The property manager at Loring Corners, Alex Heller, is a dreamer. When he looks down the alley behind Loring Corners, he sees much more than a bumpy brick road that leads to a dumpster room. He sees a four-seasons pedestrian mall.

“It’s been an idea of mine my whole life,” Heller told me from his office in the Loring Corners building. Heller also credits his travels to Europe as a major source of inspiration.

He also isn’t the only one at Loring Corners who has had this idea. Heller found a rendering for a four-seasons pedestrian mall in the basement of Loring Corners that was designed in the 1990s.

Maintaining the brick road behind Loring Corners has long been a priority to Heller’s family. Loring Corners paid to put new bricks down in 2012 when they deteriorated. The alley is property of the City of Minneapolis but the City only pays to put asphalt down. Heller’s step-dad owns the building and Heller took over the daily operations of the building in 2019.

The Loring Corners alley in 2016. Photo by Taylor Dahlin.

“The area is too important to be paved to asphalt,” Heller said. It’s also too expensive for Loring Corners to pay to lay bricks down again without owning the alley.

Lightbulb moment.

Heller thought if he could get the City to transfer ownership of the alley, he could keep the alley bricked and construct the pedestrian mall of his dreams.

He talked with all of the Loring Corners tenants and got their support. Some tenants get deliveries in the alleyway but it was fairly easy, according to Heller, to agree to a hypothetical delivery route along Harmon Place.

Heller even has a new spot in the building to relocate the dumpster room that is located in the alleyway. All his boxes were checked. Through Heller’s existing relationship at the City, he got a meeting with a city planner.

"I thought it was a quick thing," Heller said. Heller had done all the grunt work. Everyone in the building was on board. The City doesn’t have to maintain the alley anymore, the City can be proud of a future pedestrian mall.

"It’s a win for everyone, right?" Heller asked rhetorically.

Not so fast, dreamer.

The city planner squashed the idea very quickly, according to Heller, because if the alleyway turned into a pedestrian mall, it would technically create a dead end street. Never mind that the Loring Corners tenants and surrounding businesses are in support of the plan. The plan just doesn’t mesh with city planning protocol.

Heller is not giving up.
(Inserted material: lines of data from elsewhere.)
use crate::coordinator::FetchCoordinator;
use crate::upstream::{AnalysisBackend, HttpBackend};
use sna_gateway_core::{
    GatewaySettings, InMemoryStatusStore, PageRankTable, Result, ResultCache,
};
use std::sync::Arc;

#[derive(Clone)]
pub struct AppState {
    pub coordinator: FetchCoordinator,
}

impl AppState {
    pub fn new(settings: GatewaySettings) -> Result<Self> {
        let backend = Arc::new(HttpBackend::new(&settings.upstream)?);
        Ok(Self::with_backend(&settings, backend))
    }

    /// Wires fresh in-memory stores around an arbitrary backend.
    pub fn with_backend(settings: &GatewaySettings, backend: Arc<dyn AnalysisBackend>) -> Self {
        let coordinator = FetchCoordinator::new(
            Arc::new(InMemoryStatusStore::new()),
            Arc::new(ResultCache::new()),
            Arc::new(PageRankTable::new()),
            backend,
            settings.coordinator.clone(),
        );
        Self { coordinator }
    }
}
According to Councilmember Lisa Goodman’s office, who represents Loring Park, a Public Works representative reached out to Heller this week.

“Public Works is planning to work with Alex to vacate the alley (if that is doable),” Patrick Sadler said in an email to Southwest Voices. “There are multiple property owners that abut the alley along with utilities in the alley so this will be a complicated process.”

A delivery truck is parked on Harmon Place, next to the Loring Corners alleyway on September 20, 2022. Photo by Melody Hoffmann.

So while the City is being careful not to over promise, Heller is ready to go. He even has the money secured to build the pedestrian mall as soon as the City hands over the alley.

"When the dreams hit, I am able to finance that," Heller said.

The Loring Corners alley will be home to Fawkes Alley Coffee, set to open in the spring.